I think that may have been more true then, not so much now. Race boats are not setup for the comfort and independent cruising that most cruisers would want. That is not to say They can't be. Racing hulls, is strong enough for ocean cruising, can be just as easily fitted out for cruising. The added weight would change the sailing characteristics but, that doesn't mean it wouldn't be good.
- Will (Dragonfly)
 
Mar 26, 2011
2,910
Corsair F-24 MK I Deale, MD
Rather than "small boat", perhaps you could work on "small crew". I typically single-hand or sail with only one other person - spouse or friend. My goal is to equip my boat like my car - I can jump in alone, in any weather, and go wherever. Most boats that I've seen, in boat shows or used, are cruisers equipped to comfortably 'entertain' a half-dozen people at the dock or anchored, but only for short periods. Who has ever used all those bunks on a 30+ foot cruiser? Some are racers, where you'd need at least three to undock and move it around the bay....
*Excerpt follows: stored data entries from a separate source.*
//! Path parsing and key resolution
//!
//! Remote addresses have the format `s3://bucket[/key]`. Anything else is a
//! local path. [`KeyResolver`] maps both sides of a sync onto relative keys,
//! the `/`-delimited join key shared by local files and remote objects.

use std::path::{Component, Path, PathBuf};

use crate::error::{Error, Result};

const SCHEME: &str = "s3://";

/// A parsed remote path pointing to an S3 location
#[derive(Debug, Clone, PartialEq, Eq)]
pub struct RemotePath {
    /// Bucket name
    pub bucket: String,
    /// Object key or prefix (empty for bucket root)
    pub key: String,
}

impl RemotePath {
    /// Create a new RemotePath
    pub fn new(bucket: impl Into<String>, key: impl Into<String>) -> Self {
        Self {
            bucket: bucket.into(),
            key: key.into(),
        }
    }

    /// Whether the key denotes a prefix rather than a single object
    pub fn is_dir(&self) -> bool {
        self.key.is_empty() || self.key.ends_with('/')
    }

    /// Last component of the key, if any
    pub fn file_name(&self) -> Option<&str> {
        self.key
            .trim_end_matches('/')
            .rsplit('/')
            .next()
            .filter(|name| !name.is_empty())
    }

    /// Join a child path component
    pub fn join(&self, child: &str) -> Self {
        let base = self.key.trim_end_matches('/');
        let key = if base.is_empty() {
            child.to_string()
        } else {
            format!("{base}/{child}")
        };
        Self {
            bucket: self.bucket.clone(),
            key,
        }
    }
}

impl std::fmt::Display for RemotePath {
    fn fmt(&self, f: &mut std::fmt::Formatter<'_>) -> std::fmt::Result {
        write!(f, "{SCHEME}{}/{}", self.bucket, self.key)
    }
}

/// Parsed address that can be either local or remote
#[derive(Debug, Clone, PartialEq, Eq)]
pub enum ParsedPath {
    /// Local filesystem path
    Local(PathBuf),
    /// Remote S3 path
    Remote(RemotePath),
}

impl ParsedPath {
    /// Check if this is a remote path
    pub fn is_remote(&self) -> bool {
        matches!(self, ParsedPath::Remote(_))
    }

    /// Get the remote path if this is a remote path
    pub fn as_remote(&self) -> Option<&RemotePath> {
        match self {
            ParsedPath::Remote(p) => Some(p),
            ParsedPath::Local(_) => None,
        }
    }

    /// Get the local path if this is a local path
    pub fn as_local(&self) -> Option<&Path> {
        match self {
            ParsedPath::Local(p) => Some(p),
            ParsedPath::Remote(_) => None,
        }
    }
}

/// Whether a string uses the `s3://` scheme (case-insensitive)
pub fn is_remote_address(address: &str) -> bool {
    address
        .get(..SCHEME.len())
        .is_some_and(|scheme| scheme.eq_ignore_ascii_case(SCHEME))
}

/// Parse an address string into a ParsedPath
///
/// `s3://bucket/key` and `S3://bucket/key` are remote; `s3://bucket` is the
/// bucket root. Everything else is a local path.
pub fn parse_address(address: &str) -> Result<ParsedPath> {
    if address.is_empty() {
        return Err(Error::InvalidAddress("address cannot be empty".into()));
    }

    if !is_remote_address(address) {
        return Ok(ParsedPath::Local(PathBuf::from(address)));
    }

    parse_remote(address).map(ParsedPath::Remote)
}

/// Parse an address that must be remote
pub fn parse_remote(address: &str) -> Result<RemotePath> {
    if !is_remote_address(address) {
        return Err(Error::InvalidAddress(format!(
            "'{address}' is not an S3 URL. Use format: s3://bucket[/key]"
        )));
    }

    let rest = &address[SCHEME.len()..];
    let (bucket, key) = rest.split_once('/').unwrap_or((rest, ""));

    if bucket.is_empty() {
        return Err(Error::InvalidAddress(format!(
            "'{address}' is missing a bucket name"
        )));
    }

    Ok(RemotePath::new(bucket, key))
}

/// Maps local paths and remote keys onto relative keys for one sync pair
#[derive(Debug, Clone)]
pub struct KeyResolver {
    local_root: PathBuf,
    remote: RemotePath,
    prefix: String,
}

impl KeyResolver {
    /// Create a resolver for a local root and a remote bucket/prefix
    ///
    /// A non-empty prefix is treated as a directory, so `photos` and
    /// `photos/` resolve identically.
    pub fn new(local_root: impl Into<PathBuf>, remote: RemotePath) -> Result<Self> {
        let local_root = local_root.into();
        if local_root.as_os_str().is_empty() {
            return Err(Error::InvalidAddress("local root cannot be empty".into()));
        }
        if remote.bucket.is_empty() {
            return Err(Error::InvalidAddress(format!(
                "'{remote}' is missing a bucket name"
            )));
        }

        let trimmed = remote.key.trim_start_matches('/');
        let prefix = if trimmed.is_empty() || trimmed.ends_with('/') {
            trimmed.to_string()
        } else {
            format!("{trimmed}/")
        };

        Ok(Self {
            local_root,
            remote,
            prefix,
        })
    }

    /// Local root directory
    pub fn local_root(&self) -> &Path {
        &self.local_root
    }

    /// Remote bucket and prefix as given
    pub fn remote(&self) -> &RemotePath {
        &self.remote
    }

    /// Normalized remote prefix (empty or ending in `/`)
    pub fn prefix(&self) -> &str {
        &self.prefix
    }

    /// Relative key for a path under the local root
    pub fn relative_key(&self, path: &Path) -> Result<String> {
        let relative = path.strip_prefix(&self.local_root).map_err(|_| {
            Error::InvalidAddress(format!(
                "{} is not under {}",
                path.display(),
                self.local_root.display()
            ))
        })?;

        let mut parts = Vec::new();
        for component in relative.components() {
            match component {
                Component::Normal(part) => parts.push(part.to_string_lossy().into_owned()),
                Component::CurDir | Component::RootDir => {}
                Component::ParentDir | Component::Prefix(_) => {
                    return Err(Error::InvalidAddress(format!(
                        "{} escapes the sync root",
                        path.display()
                    )));
                }
            }
        }

        Ok(normalize_key(&parts.join("/")))
    }

    /// Local path for a relative key
    pub fn local_path(&self, key: &str) -> PathBuf {
        key.split('/')
            .filter(|part| !part.is_empty())
            .fold(self.local_root.clone(), |path, part| path.join(part))
    }

    /// Full object key for a relative key
    pub fn remote_key(&self, key: &str) -> String {
        format!("{}{}", self.prefix, normalize_key(key))
    }

    /// Remote path for a relative key
    pub fn remote_path(&self, key: &str) -> RemotePath {
        RemotePath::new(&self.remote.bucket, self.remote_key(key))
    }

    /// Relative key for an object key from a listing
    ///
    /// Returns `None` for keys outside the prefix and for directory markers.
    /// The remainder is kept byte-exact so distinct objects never share a
    /// relative key.
    pub fn key_from_remote(&self, object_key: &str) -> Option<String> {
        let relative = object_key.strip_prefix(&self.prefix)?;
        if relative.is_empty() || relative.ends_with('/') {
            return None;
        }
        Some(relative.to_string())
    }
}

/// Turn platform separators into `/` and strip a single leading separator
pub fn normalize_key(key: &str) -> String {
    let key = if std::path::MAIN_SEPARATOR == '/' {
        key.to_string()
    } else {
        key.replace(std::path::MAIN_SEPARATOR, "/")
    };
    key.strip_prefix('/').map(str::to_string).unwrap_or(key)
}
Excellent point. Any cruising boat should be conveniently singlehanded. Most cruising is short handed, guests may not want to help, your wife can be ill or simply asleep. The reasons are endless, and yet most designs give this no consideration.
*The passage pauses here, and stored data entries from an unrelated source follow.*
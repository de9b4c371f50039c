//! Output formatting utilities
//!
//! Formatters for CLI output in both human-readable and JSON formats, and
//! the status line sampled from a session's progress aggregator.

mod formatter;
mod progress;

pub use formatter::Formatter;
pub use progress::{StatusLine, StatusUnit, render_line};

/// Output configuration derived from CLI flags
#[derive(Debug, Clone, Default)]
pub struct OutputConfig {
    /// Use JSON output format
    pub json: bool,
    /// Disable colored output
    pub no_color: bool,
    /// Disable the status line
    pub no_progress: bool,
    /// Suppress non-error output
    pub quiet: bool,
}

impl OutputConfig {
    /// Whether a status line may be drawn at all
    pub fn progress_enabled(&self) -> bool {
        !(self.quiet || self.json || self.no_progress)
    }
}
//! Human-readable and JSON output
//!
//! Results go to stdout. Notices (success, warning, error) are single lines
//! with a status glyph; errors and warnings go to stderr so a piped stdout
//! only carries results.

use console::{Style, Term};
use serde::Serialize;

use super::OutputConfig;

#[derive(Debug, Clone, Copy, PartialEq, Eq)]
enum Level {
    Success,
    Warning,
    Error,
}

impl Level {
    fn glyph(self) -> &'static str {
        match self {
            Level::Success => "✓",
            Level::Warning => "⚠",
            Level::Error => "✗",
        }
    }

    fn style(self) -> Style {
        match self {
            Level::Success => Style::new().green(),
            Level::Warning => Style::new().yellow(),
            Level::Error => Style::new().red().bold(),
        }
    }
}

/// Writes command results and notices according to the output flags
#[derive(Debug, Clone)]
pub struct Formatter {
    config: OutputConfig,
}

impl Formatter {
    pub fn new(config: OutputConfig) -> Self {
        Self { config }
    }

    pub fn config(&self) -> &OutputConfig {
        &self.config
    }

    pub fn is_json(&self) -> bool {
        self.config.json
    }

    pub fn colors_enabled(&self) -> bool {
        !self.config.no_color && !self.config.json
    }

    fn notice_line(&self, level: Level, message: &str) -> String {
        let glyph = if self.colors_enabled() {
            level.style().apply_to(level.glyph()).to_string()
        } else {
            level.glyph().to_string()
        };
        format!("{glyph} {message}")
    }

    /// Final success line; silent in quiet and JSON modes
    pub fn success(&self, message: &str) {
        if self.config.quiet || self.config.json {
            return;
        }
        let _ = Term::stdout().write_line(&self.notice_line(Level::Success, message));
    }

    /// Error line on stderr, printed even in quiet mode
    ///
    /// In JSON mode the error is a `{"error": ...}` object so scripts can
    /// parse stderr too.
    pub fn error(&self, message: &str) {
        let line = if self.config.json {
            serde_json::json!({ "error": message }).to_string()
        } else {
            self.notice_line(Level::Error, message)
        };
        let _ = Term::stderr().write_line(&line);
    }

    /// Warning line on stderr
    pub fn warning(&self, message: &str) {
        if self.config.quiet || self.config.json {
            return;
        }
        let _ = Term::stderr().write_line(&self.notice_line(Level::Warning, message));
    }

    /// Pretty-printed JSON document on stdout
    pub fn json<T: Serialize>(&self, value: &T) {
        match serde_json::to_string_pretty(value) {
            Ok(json) => println!("{json}"),
            Err(e) => self.error(&format!("Error serializing output: {e}")),
        }
    }

    /// Plain result line on stdout
    pub fn println(&self, message: &str) {
        if !self.config.quiet {
            println!("{message}");
        }
    }
}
So "single-handing adaptations" are always needed. This is true on both large and smaller boats, though the nature of the changes is generally very different. On small boats it is about access to sail controls within reach. With big boats it is a good autopilot and systems to make sail handling (not just trimming) physically reasonable. Docking is simply different; a big boat requires better understanding of the forces, but things move a lot slower, which helps.